These initial impressions reflect the often mixed reception to the Boxiana style, as well as its inherent contradictions. The observer’s yearning for ‘unvarnished fact’ constitutes a reprimand, but the piece later acknowledges its efficacy in generating interest.

Contrary to the correspondent’s reproaches, dramatic spectacle enhanced the reader’s ability to visualise the action. One compelling analogy reflects the rugged nature of the fighters and the volatility of a bare-knuckle battle: ‘both of their nobs, like two flints, almost struck fire’ (Boxiana IV: 498). Another conveys the state of exhaustion as two combatants lean on one another: ‘they were actually in a position like a couple of bears about to waltz’ (459). The fact that the ‘amateur’ wished to ‘understand’ the prizefight rationale underscores the notion that such exaggerated representations merely augmented the visualisation process, and entertained. His account does not breeze into a description of the physical onslaught but, rather, intensifies the suspense: ‘They stood before one another, with their eyes directed forwards, watching every move. They changed their ground, but still their eyes kept in parallel, marching and countermarching’ (397-8). This conveys a sense of tactical judgement combined with trepidation. Once the fight commences, a convincing condensation of the crucial action follows:

[Randall] came in on his man, caught him in one arm, and […] went to work so fast, it seemed like the motion of a mill-wheel [….] Martin’s head hung down like an apple on its stalk. The seconds put it in its proper place, but it dropped again. They moved it backwards and forwards, like a baker rolling about a loaf.

Boxiana IV: 398

Ironically, in contrast to his description of the fighters’ earlier jockeying, the writer stimulates visualisation of proceedings by including his own ‘metaphorical colouring’ of mill-wheels, apple-stalks, and dough-rolling (a common reference to Martin’s occupation of baker).

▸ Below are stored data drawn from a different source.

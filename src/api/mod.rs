//! Typed JobBlog endpoints layered on the authenticated pipeline.

pub mod attachments;
pub mod job_posts;
pub mod oauth;
pub mod users;

use std::sync::Arc;

pub use attachments::{Attachment, AttachmentApi, AttachmentConfirm, PresignedUpload};
pub use job_posts::{BadgeTone, JobPost, JobPostApi, JobPostRequest, JobPostSummary, JobStatus};
pub use oauth::{google_authorize_url, token_from_callback, OAuthApi};
pub use users::UserApi;

use crate::auth::Session;
use crate::client::{AuthPipeline, Transport, TransportError};
use crate::config::ClientConfig;

/// Entry point bundling every endpoint group over one pipeline.
///
/// # Example
/// ```no_run
/// use jobblog::api::JobBlogClient;
/// use jobblog::auth::Session;
/// use jobblog::config::ClientConfig;
///
/// # async fn example() -> Result<(), Box<dyn std::error::Error>> {
/// let client = JobBlogClient::new(ClientConfig::from_env(), Session::new())?;
/// if client.oauth().bootstrap().await {
///     for post in client.job_posts().list_mine().await? {
///         println!("{} - {}", post.company_name, post.title);
///     }
/// }
/// # Ok(())
/// # }
/// ```
#[derive(Debug, Clone)]
pub struct JobBlogClient {
    config: ClientConfig,
    pipeline: AuthPipeline,
}

impl JobBlogClient {
    pub fn new(config: ClientConfig, session: Session) -> Result<Self, TransportError> {
        let pipeline = AuthPipeline::from_config(&config, session)?;
        Ok(Self { config, pipeline })
    }

    /// Use a caller-supplied transport (custom cookies, test doubles).
    pub fn with_transport(config: ClientConfig, transport: Arc<dyn Transport>, session: Session) -> Self {
        let pipeline = AuthPipeline::new(transport, session, config.refresh_policy());
        Self { config, pipeline }
    }

    pub fn config(&self) -> &ClientConfig {
        &self.config
    }

    pub fn pipeline(&self) -> &AuthPipeline {
        &self.pipeline
    }

    pub fn session(&self) -> &Session {
        self.pipeline.session()
    }

    pub fn job_posts(&self) -> JobPostApi {
        JobPostApi::new(self.pipeline.clone())
    }

    pub fn attachments(&self) -> AttachmentApi {
        AttachmentApi::new(self.pipeline.clone())
    }

    pub fn users(&self) -> UserApi {
        UserApi::new(self.pipeline.clone())
    }

    pub fn oauth(&self) -> OAuthApi {
        OAuthApi::new(self.pipeline.clone(), self.config.logout_route.clone())
    }
}
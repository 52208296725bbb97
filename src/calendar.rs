//! Month calendar math for laying postings out by closing date.

use std::collections::BTreeMap;

use chrono::{Datelike, Duration, NaiveDate, NaiveDateTime, NaiveTime};

use crate::api::JobPostSummary;

/// Days of padding searched on each side of a month so the leading and
/// trailing cells of the grid are populated too.
pub const SEARCH_PADDING_DAYS: i64 = 7;

pub fn first_day_of_month(date: NaiveDate) -> NaiveDate {
    date - Duration::days(i64::from(date.day0()))
}

pub fn last_day_of_month(date: NaiveDate) -> NaiveDate {
    let into_next_month = first_day_of_month(date) + Duration::days(31);
    first_day_of_month(into_next_month) - Duration::days(1)
}

/// First instant and last millisecond of the month containing `date`.
pub fn month_range(date: NaiveDate) -> (NaiveDateTime, NaiveDateTime) {
    let start = first_day_of_month(date).and_time(NaiveTime::MIN);
    let end = (last_day_of_month(date) + Duration::days(1)).and_time(NaiveTime::MIN)
        - Duration::milliseconds(1);
    (start, end)
}

/// `YYYY-MM-DD`, the format the search endpoint expects.
pub fn format_date_for_api(date: NaiveDate) -> String {
    date.format("%Y-%m-%d").to_string()
}

/// Every cell of a Sunday-first month grid: trailing days of the previous
/// month, the month itself, then leading days of the next month.
pub fn calendar_days(date: NaiveDate) -> Vec<NaiveDate> {
    let first = first_day_of_month(date);
    let last = last_day_of_month(date);
    let leading = i64::from(first.weekday().num_days_from_sunday());
    let trailing = 6 - i64::from(last.weekday().num_days_from_sunday());
    let start = first - Duration::days(leading);
    let end = last + Duration::days(trailing);
    start.iter_days().take_while(|day| *day <= end).collect()
}

/// Date bounds to search for the month grid around `date`.
pub fn search_window(date: NaiveDate) -> (NaiveDate, NaiveDate) {
    (
        first_day_of_month(date) - Duration::days(SEARCH_PADDING_DAYS),
        last_day_of_month(date) + Duration::days(SEARCH_PADDING_DAYS),
    )
}

/// Bucket postings by the day they close.
pub fn group_by_closing_day(posts: &[JobPostSummary]) -> BTreeMap<NaiveDate, Vec<&JobPostSummary>> {
    let mut days: BTreeMap<NaiveDate, Vec<&JobPostSummary>> = BTreeMap::new();
    for post in posts {
        days.entry(post.closing_date_time.date()).or_default().push(post);
    }
    days
}

#[cfg(test)]
mod tests {
    use super::*;
    use crate::api::JobStatus;
    use chrono::Weekday;
    use pretty_assertions::assert_eq;

    fn day(y: i32, m: u32, d: u32) -> NaiveDate {
        NaiveDate::from_ymd_opt(y, m, d).unwrap()
    }

    #[test]
    fn month_bounds() {
        assert_eq!(first_day_of_month(day(2025, 2, 17)), day(2025, 2, 1));
        assert_eq!(last_day_of_month(day(2024, 2, 10)), day(2024, 2, 29));
        assert_eq!(last_day_of_month(day(2025, 12, 31)), day(2025, 12, 31));
        let (start, end) = month_range(day(2025, 9, 15));
        assert_eq!(start.to_string(), "2025-09-01 00:00:00");
        assert_eq!(end.to_string(), "2025-09-30 23:59:59.999");
    }

    #[test]
    fn grid_is_whole_weeks_starting_sunday() {
        for month in 1..=12 {
            let days = calendar_days(day(2025, month, 1));
            assert_eq!(days.len() % 7, 0, "month {month}");
            assert_eq!(days[0].weekday(), Weekday::Sun);
            assert_eq!(days[days.len() - 1].weekday(), Weekday::Sat);
            assert!(days.contains(&day(2025, month, 1)));
        }
    }

    #[test]
    fn september_2025_grid() {
        // 2025-09-01 is a Monday; 2025-09-30 is a Tuesday.
        let days = calendar_days(day(2025, 9, 10));
        assert_eq!(days.first(), Some(&day(2025, 8, 31)));
        assert_eq!(days.last(), Some(&day(2025, 10, 4)));
        assert_eq!(days.len(), 35);
    }

    #[test]
    fn search_window_pads_a_week() {
        assert_eq!(
            search_window(day(2025, 9, 10)),
            (day(2025, 8, 25), day(2025, 10, 7))
        );
        assert_eq!(format_date_for_api(day(2025, 1, 5)), "2025-01-05");
    }

    #[test]
    fn grouping_by_closing_day() {
        let post = |id: i64, d: u32| JobPostSummary {
            id,
            company_name: "Acme".to_string(),
            title: "Role".to_string(),
            status: JobStatus::Saved,
            closing_date_time: day(2025, 9, d).and_hms_opt(18, 0, 0).unwrap(),
            created_at: day(2025, 9, 1).and_hms_opt(9, 0, 0).unwrap(),
            updated_at: day(2025, 9, 1).and_hms_opt(9, 0, 0).unwrap(),
        };
        let posts = vec![post(1, 12), post(2, 3), post(3, 12)];
        let grouped = group_by_closing_day(&posts);
        let ids: Vec<(NaiveDate, Vec<i64>)> = grouped
            .iter()
            .map(|(d, posts)| (*d, posts.iter().map(|p| p.id).collect()))
            .collect();
        assert_eq!(ids, vec![(day(2025, 9, 3), vec![2]), (day(2025, 9, 12), vec![1, 3])]);
    }
}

Bee’s version was privy to the subsequent reception of Randall; the mood struck being that of homecoming warrior: ‘Great crowds were collected [….] A sight of the hero of the day was as much in request as that of any conqueror of ancient or of modern times’ (394). A similar clamour for information is highlighted in the aftermath of Randall’s victory over Turner (5 December 1818): ‘Hundreds were waiting at the turn-pike gates […] to learn who had won [….] The sale of newspapers was as great as if some important victory had been achieved on the continent’ (Boxiana III: 185-6). Egan renders the mixture of joy and relief almost palpable, and underscores that, to many, the opportunity to share sporting glory was more gratifying than news of distant military success. The pugilistic event is effectively extended, onlookers seeking to claim a degree of participation in the performance, and Egan consistently depicted a dynamic relationship, between spectacle and audience, in which spectator response reaffirms a temporary mutual interest. Egan had indicated this communion-like atmosphere when describing the intensity of spectators at the Humphries v Mendoza contest: ‘their attentions were so completely riveted […] an awful silence, as if by one impulse, instantly prevailed’ (Boxiana I: 105).

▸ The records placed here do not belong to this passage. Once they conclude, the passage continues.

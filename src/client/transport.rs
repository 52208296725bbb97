//! Transport seam: the raw `request(method, path, body, headers)` primitive.

use std::sync::Arc;

use async_trait::async_trait;
use reqwest::cookie::Jar;
use reqwest::Url;

use super::error::TransportError;
use super::request::{ApiRequest, ApiResponse};
use crate::config::ClientConfig;

/// Name of the cookie that carries the durable refresh credential.
pub const REFRESH_COOKIE: &str = "refreshToken";

/// Sends one request and reports whatever status came back.
///
/// Non-success statuses are `Ok`; only failures to obtain a response at all
/// are errors. Authentication policy lives in the pipeline, not here.
#[async_trait]
pub trait Transport: Send + Sync {
    async fn send(&self, request: &ApiRequest) -> Result<ApiResponse, TransportError>;
}

/// `reqwest`-backed transport rooted at the API base URL.
///
/// Keeps a cookie jar so the refresh credential set by `/oauth/refresh` and
/// the Google callback rides along automatically.
///
/// # Example
/// ```no_run
/// use jobblog::client::HttpTransport;
/// use jobblog::config::ClientConfig;
///
/// let transport = HttpTransport::new(&ClientConfig::new("https://api.jobblog.dev"))?;
/// transport.set_refresh_credential("opaque-refresh-token")?;
/// # Ok::<(), jobblog::client::TransportError>(())
/// ```
#[derive(Debug, Clone)]
pub struct HttpTransport {
    client: reqwest::Client,
    base_url: String,
    cookies: Arc<Jar>,
}

impl HttpTransport {
    pub fn new(config: &ClientConfig) -> Result<Self, TransportError> {
        let base_url = config.base_url.trim_end_matches('/').to_string();
        Url::parse(&base_url)
            .map_err(|err| TransportError::InvalidUrl(format!("{base_url}: {err}")))?;
        let cookies = Arc::new(Jar::default());
        let client = reqwest::Client::builder()
            .cookie_provider(Arc::clone(&cookies))
            .timeout(config.request_timeout)
            .build()?;
        Ok(Self {
            client,
            base_url,
            cookies,
        })
    }

    pub fn base_url(&self) -> &str {
        &self.base_url
    }

    /// Seed the cookie jar with a refresh credential obtained elsewhere.
    pub fn set_refresh_credential(&self, value: &str) -> Result<(), TransportError> {
        let url = Url::parse(&self.base_url)
            .map_err(|err| TransportError::InvalidUrl(format!("{}: {err}", self.base_url)))?;
        self.cookies
            .add_cookie_str(&format!("{REFRESH_COOKIE}={value}; Path=/"), &url);
        Ok(())
    }

    fn url_for(&self, request: &ApiRequest) -> Result<Url, TransportError> {
        let path = request.path();
        let joined = if path.starts_with('/') {
            format!("{}{path}", self.base_url)
        } else {
            format!("{}/{path}", self.base_url)
        };
        let mut url = Url::parse(&joined)
            .map_err(|err| TransportError::InvalidUrl(format!("{joined}: {err}")))?;
        if !request.query().is_empty() {
            url.query_pairs_mut().extend_pairs(request.query());
        }
        Ok(url)
    }
}

#[async_trait]
impl Transport for HttpTransport {
    async fn send(&self, request: &ApiRequest) -> Result<ApiResponse, TransportError> {
        let url = self.url_for(request)?;
        let mut builder = self
            .client
            .request(request.method().into(), url)
            .headers(request.headers().clone());
        if let Some(body) = request.body() {
            builder = builder.json(body);
        }
        let response = builder.send().await?;
        let status = response.status();
        let headers = response.headers().clone();
        let body = response.bytes().await?.to_vec();
        tracing::debug!(
            method = %request.method(),
            route = request.route(),
            status = status.as_u16(),
            "api call finished"
        );
        Ok(ApiResponse::new(status, headers, body))
    }
}

#[cfg(test)]
mod tests {
    use super::*;

    fn transport(base: &str) -> HttpTransport {
        HttpTransport::new(&ClientConfig::new(base)).unwrap()
    }

    #[test]
    fn joins_paths_and_query() {
        let transport = transport("https://api.example.com/");
        let request = ApiRequest::get("/job-posts/search")
            .with_query("from", "2025-09-01")
            .with_query("to", "2025-09-30");
        let url = transport.url_for(&request).unwrap();
        assert_eq!(
            url.as_str(),
            "https://api.example.com/job-posts/search?from=2025-09-01&to=2025-09-30"
        );
    }

    #[test]
    fn keeps_base_path_prefix() {
        let transport = transport("https://example.com/api");
        let url = transport.url_for(&ApiRequest::get("users/me")).unwrap();
        assert_eq!(url.as_str(), "https://example.com/api/users/me");
    }

    #[test]
    fn rejects_invalid_base_url() {
        let err = HttpTransport::new(&ClientConfig::new("not a url")).unwrap_err();
        assert!(matches!(err, TransportError::InvalidUrl(_)));
    }
}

The divergent handling of the Randall v Martin reports occurred only a few months prior to the publication of a celebrated essay, ‘The Fight’ by William Hazlitt (1778-1830),[21] but whether they influenced this author’s thoughtful appraisal of a prizefight is unclear. David Higgins suggests that Hazlitt’s attendance of the Hickman v Neate contest (11 December 1821) was ‘represented as a sort of pilgrimage to a shrine of manly English virtue,’ and views Hazlitt’s journey into the pugilistic sphere as a bid to immerse himself in its ‘intensely male’ ethos (178, 177). According to Tom Paulin, Hazlitt succeeded in his aim of ‘being swallowed up’ in the prizefight scene and its ‘spectacle of total immediacy’ (82). Hazlitt appears enthralled by his first sighting of the venue: ‘The moon now rose in silver state […an] object of placid beauty, with the blue serene beyond […] it gave promise d’un beau jour for the morrow, and shewed the ring undrenched by envious showers, arrayed in sunny smiles’ (Wu IX: 65). Bee, too, depicted a poetical scene immediately preceding the fight, his ‘official’ Boxiana account comparing favourably with Hazlitt’s observations:

Anxiety beamed in the faces of the privileged classes [….] At this time, too, the rays of the sun being compressed between two large clouds, threw its bright beams right upon the spot, and enlivened the immense assemblage […] many of whom were taking NEAT for choice, with five to four on his winning; whilst the sun-beams danced in unison with their wishes, and Hungerford church spire, in the distance, seemed, as the clouds now and then passed its apex, to nod assent to their undertakings.

Boxiana IV: 70-1

Despite the quixotic nature of his reverie, Bee also conveys practical information regarding the class mixture of the crowd, and the monetary implications. The notion of a firmamental blessing being conferred upon what, in many ways, were violent and unrefined proceedings could be construed as faintly ridiculous, but illustrates the perspective enjoyed by the Fancy.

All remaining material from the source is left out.